Originally the plan was to do the usual long run on Sunday and then start the down week on Monday, but w/ the knee flare up I decided to bag the run on Sunday, and use it as an additional off day to get an early start on the down week.  I later realized that the muscles on the inside of my right quad are more sore and tight than the others, which is probably causing the knee discomfort.  

So yesterday was a complete off day.  Ice, ibuprofen, rolling, stretching and rest has my knee feeling about 80% better today, but the muscle is still a little sore.  Another off day today, and a day at the gym tomorrow w/ some cross training on either the elliptical or the bike (no running) will give me 3 straight off days from running and that should do the trick.  

I really came off of the last down week feeling absolutely fantastic and this time the only difference in how the down week is constructed is the extra off day I took on Sunday - everything else will be very similar.  (Mon - off, Tue - gym (no running), Wed - easy, Thurs - Threshold, Friday - easy, Saturday - easy, Sunday - progressive)

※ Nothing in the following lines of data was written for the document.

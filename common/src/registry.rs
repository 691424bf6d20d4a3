//! ブランドパターンレジストリ
//!
//! 既知ブランドの照合パターン・基礎信頼度・価格帯を保持する。
//! 一度構築したら変更しない（変更用のAPIは公開しない）。
//! 組み込み定義は `BrandRegistry::builtin()`、独自定義はJSONから構築する。

use crate::error::{Error, Result};
use crate::types::Tier;
use regex::Regex;
use serde::{Deserialize, Serialize};
use std::collections::HashMap;

/// ブランド定義
#[derive(Debug, Clone, PartialEq, Serialize, Deserialize)]
#[serde(rename_all = "camelCase")]
pub struct BrandDefinition {
    /// 正規名（例: "OSKA"）
    pub id: String,
    /// タイトル用の表記（省略時はid）
    #[serde(default)]
    pub display_name: String,
    /// 照合パターン（正規表現、大文字小文字無視）
    pub patterns: Vec<String>,
    pub base_confidence: f64,
    #[serde(default)]
    pub indicators: Vec<String>,
    pub tier: Tier,
}

/// コンパイル済みのブランド定義
#[derive(Debug, Clone)]
pub struct BrandEntry {
    pub definition: BrandDefinition,
    compiled: Vec<Regex>,
}

impl BrandEntry {
    /// テキストに一致したパターン数
    pub fn count_matches(&self, text: &str) -> usize {
        self.compiled.iter().filter(|re| re.is_match(text)).count()
    }

    pub fn total_patterns(&self) -> usize {
        self.compiled.len()
    }
}

/// 読み取り専用のブランドレジストリ（宣言順を保持）
#[derive(Debug, Clone)]
pub struct BrandRegistry {
    entries: Vec<BrandEntry>,
    index: HashMap<String, usize>,
}

lazy_static::lazy_static! {
    static ref BUILTIN: BrandRegistry = BrandRegistry::from_definitions(builtin_definitions())
        .expect("組み込みブランド定義が不正");
}

impl BrandRegistry {
    /// 組み込みレジストリ（プロセス全体で共有）
    pub fn builtin() -> &'static BrandRegistry {
        &BUILTIN
    }

    /// 定義リストから構築（宣言順 = 同点時の優先順）
    pub fn from_definitions(definitions: Vec<BrandDefinition>) -> Result<Self> {
        let mut entries = Vec::with_capacity(definitions.len());
        let mut index = HashMap::new();

        for mut definition in definitions {
            let id = definition.id.trim().to_string();
            if id.is_empty() {
                return Err(Error::Registry("ブランドIDが空です".into()));
            }
            if index.contains_key(&id) {
                return Err(Error::Registry(format!("{}: ブランドIDが重複しています", id)));
            }
            if definition.patterns.is_empty() {
                return Err(Error::Registry(format!("{}: パターンがありません", id)));
            }
            if !(0.0..=1.0).contains(&definition.base_confidence) {
                return Err(Error::Registry(format!(
                    "{}: 基礎信頼度が範囲外です ({})",
                    id, definition.base_confidence
                )));
            }

            let compiled = definition
                .patterns
                .iter()
                .map(|p| {
                    Regex::new(&format!("(?i){}", p))
                        .map_err(|e| Error::Registry(format!("{}: 不正なパターン {}: {}", id, p, e)))
                })
                .collect::<Result<Vec<_>>>()?;

            if definition.display_name.trim().is_empty() {
                definition.display_name = id.clone();
            }
            definition.id = id.clone();

            index.insert(id, entries.len());
            entries.push(BrandEntry { definition, compiled });
        }

        Ok(Self { entries, index })
    }

    /// JSON文字列（BrandDefinition配列）から構築
    pub fn from_json(json: &str) -> Result<Self> {
        let definitions: Vec<BrandDefinition> = serde_json::from_str(json)?;
        Self::from_definitions(definitions)
    }

    /// JSONファイルから構築
    pub fn from_file(path: &std::path::Path) -> Result<Self> {
        let content = std::fs::read_to_string(path)?;
        Self::from_json(&content)
    }

    pub fn entries(&self) -> &[BrandEntry] {
        &self.entries
    }

    pub fn get(&self, id: &str) -> Option<&BrandDefinition> {
        self.index.get(id).map(|&i| &self.entries[i].definition)
    }

    /// 宣言順の位置
    pub fn position(&self, id: &str) -> Option<usize> {
        self.index.get(id).copied()
    }

    pub fn len(&self) -> usize {
        self.entries.len()
    }

    pub fn is_empty(&self) -> bool {
        self.entries.is_empty()
    }
}

fn brand(
    id: &str,
    display_name: &str,
    tier: Tier,
    base_confidence: f64,
    patterns: &[&str],
    indicators: &[&str],
) -> BrandDefinition {
    BrandDefinition {
        id: id.to_string(),
        display_name: display_name.to_string(),
        patterns: patterns.iter().map(|p| p.to_string()).collect(),
        base_confidence,
        indicators: indicators.iter().map(|i| i.to_string()).collect(),
        tier,
    }
}

/// 組み込みブランド定義（この順序が同点時の優先順）
fn builtin_definitions() -> Vec<BrandDefinition> {
    vec![
        brand("BURBERRY", "Burberry", Tier::Luxury, 0.95,
            &[r"\bburberry\b", r"\bburberry london\b", r"\bburberrys\b", r"\bprorsum\b", r"\bnova check\b"],
            &["trench coat", "house check", "gabardine"]),
        brand("GUCCI", "Gucci", Tier::Luxury, 0.95,
            &[r"\bgucci\b", r"\bguccissima\b", r"\bgg supreme\b", r"\bhorsebit\b"],
            &["gg monogram", "web stripe", "horsebit hardware"]),
        brand("PRADA", "Prada", Tier::Luxury, 0.95,
            &[r"\bprada\b", r"\bprada milano\b", r"\bre-nylon\b", r"\bsaffiano\b"],
            &["triangle logo", "nylon", "saffiano leather"]),
        brand("LOUIS VUITTON", "Louis Vuitton", Tier::Luxury, 0.95,
            &[r"\blouis vuitton\b", r"\blv\b", r"\bdamier\b", r"\bmonogram canvas\b"],
            &["monogram canvas", "damier check", "date code"]),
        brand("CHANEL", "Chanel", Tier::Luxury, 0.95,
            &[r"\bchanel\b", r"\bchanel paris\b", r"\binterlocking cc\b"],
            &["boucle tweed", "quilted leather", "chain strap"]),
        brand("RALPH LAUREN", "Ralph Lauren", Tier::Premium, 0.85,
            &[r"\bralph lauren\b", r"\bpolo ralph lauren\b", r"\blauren ralph lauren\b", r"\brrl\b"],
            &["pony logo", "oxford shirt", "preppy"]),
        brand("BARBOUR", "Barbour", Tier::Premium, 0.9,
            &[r"\bbarbour\b", r"\bbeaufort\b", r"\bbedale\b", r"\bliddesdale\b"],
            &["wax jacket", "tartan lining", "corduroy collar"]),
        brand("OSKA", "Oska", Tier::Premium, 0.9,
            &[r"\boska\b", r"\boska design\b", r"\boska germany\b"],
            &["lagenlook", "linen", "roman numeral sizing"]),
        brand("JIGSAW", "Jigsaw", Tier::Premium, 0.85,
            &[r"\bjigsaw\b", r"\bjigsaw london\b"],
            &["tailoring", "wool coat"]),
        brand("WHISTLES", "Whistles", Tier::Premium, 0.85,
            &[r"\bwhistles\b"],
            &["contemporary", "silk blouse"]),
        brand("HOBBS", "Hobbs", Tier::Premium, 0.8,
            &[r"\bhobbs\b", r"\bhobbs london\b", r"\bhobbs nw3\b"],
            &["occasionwear", "workwear dress"]),
        brand("TOAST", "Toast", Tier::Premium, 0.8,
            &[r"\btoast\b", r"\btoast ltd\b"],
            &["artisan", "linen", "relaxed fit"]),
        brand("BODEN", "Boden", Tier::MidRange, 0.85,
            &[r"\bboden\b", r"\bmini boden\b", r"\bjohnnie b\b"],
            &["bright print", "jersey dress"]),
        brand("LEVI'S", "Levi's", Tier::MidRange, 0.9,
            &[r"\blevi'?s\b", r"\blevi strauss\b", r"\bred tab\b", r"\b50[15]\b"],
            &["denim", "red tab", "batwing logo"]),
        brand("MARKS & SPENCER", "M&S", Tier::HighStreet, 0.8,
            &[r"\bmarks (?:&|and) spencer\b", r"\bm ?& ?s\b", r"\bautograph\b", r"\bper una\b", r"\bst michael\b"],
            &["everyday basics", "st michael vintage"]),
        brand("NEXT", "Next", Tier::HighStreet, 0.6,
            &[r"\bnext\b"],
            &["high street"]),
        brand("ZARA", "Zara", Tier::HighStreet, 0.85,
            &[r"\bzara\b", r"\bzara woman\b", r"\btrf\b"],
            &["fast fashion", "trend piece"]),
        brand("H&M", "H&M", Tier::HighStreet, 0.8,
            &[r"\bh ?& ?m\b", r"\bhennes\b", r"\bdivided\b"],
            &["fast fashion", "basics"]),
        brand("PRIMARK", "Primark", Tier::HighStreet, 0.8,
            &[r"\bprimark\b", r"\batmosphere\b", r"\bcedarwood state\b"],
            &["value", "basics"]),
        brand("CARHARTT", "Carhartt", Tier::Workwear, 0.9,
            &[r"\bcarhartt\b", r"\bcarhartt wip\b", r"\bdetroit jacket\b"],
            &["duck canvas", "triple stitched", "square logo"]),
        brand("DICKIES", "Dickies", Tier::Workwear, 0.9,
            &[r"\bdickies\b", r"\b874\b", r"\bsince 1922\b"],
            &["work trousers", "twill"]),
    ]
}
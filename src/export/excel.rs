//! Excel生成（CLI版）
//!
//! シートの組み立ては共通ライブラリの excel_core に任せ、ここではファイルに書くだけ。

use crate::error::{GarmentAiError, Result};
use garment_ai_common::export::excel_core::generate_listing_workbook;
use garment_ai_common::ProcessedItem;
use std::path::Path;

pub fn generate_excel(items: &[ProcessedItem], output_path: &Path) -> Result<()> {
    let buffer = generate_listing_workbook(items)
        .map_err(|e| GarmentAiError::ExcelGeneration(e.to_string()))?;

    if let Some(parent) = output_path.parent() {
        if !parent.as_os_str().is_empty() {
            std::fs::create_dir_all(parent)?;
        }
    }
    std::fs::write(output_path, buffer)?;
    Ok(())
}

Coach has really helped me the past few weeks.  When the week after the race went so well, she was already talking about a down week here.  I was thinking "down week after just 2-weeks of training?"  I had about 8-weeks prior to the last down week, why would I need one after just 2-weeks?  But as this second week began to unfold I started to feel more fatigued, and by the time I finished that hill workout on Friday I couldn't wait for the down week to get here.  The truth is that although the efforts of the easy days still feel the same, they're considerably faster than they were before and she said my body would need some extra time to adjust.  Well, she was certainly right about that!  

If all goes well, the following week I'll be back on the horse so to speak w/ a threshold day, hills, and a long day on the schedule.  

Training:

Sat, 9/25:  5-miles @ 7:28 pace  HR-141

Sun, 9/26:  Off  (unscheduled - soreness on inside of right knee)  stretching, rolling, ice.

Mon, 9/27:  Off  (scheduled) stretching, rolling.

2 comments:

Michael said...

What are you training for at the moment, any big plans for the winter/spring?

Mike said...

Hi Michael - I'm currently smack in the middle of my base training for the Spring/Summer Track season.

I'm sure I'll have a couple of 5ks and perhaps an 8k or 10k in the winter/spring timeframe, but they'll be more training races. I believe there are some All-Comers meets as early as March-April, so I imagine I'll be getting in some early 800m and 1500m races in at that time.

Thanks for the comment, and good luck w/ your training. I'm sure your cardio will back at 100% in no time!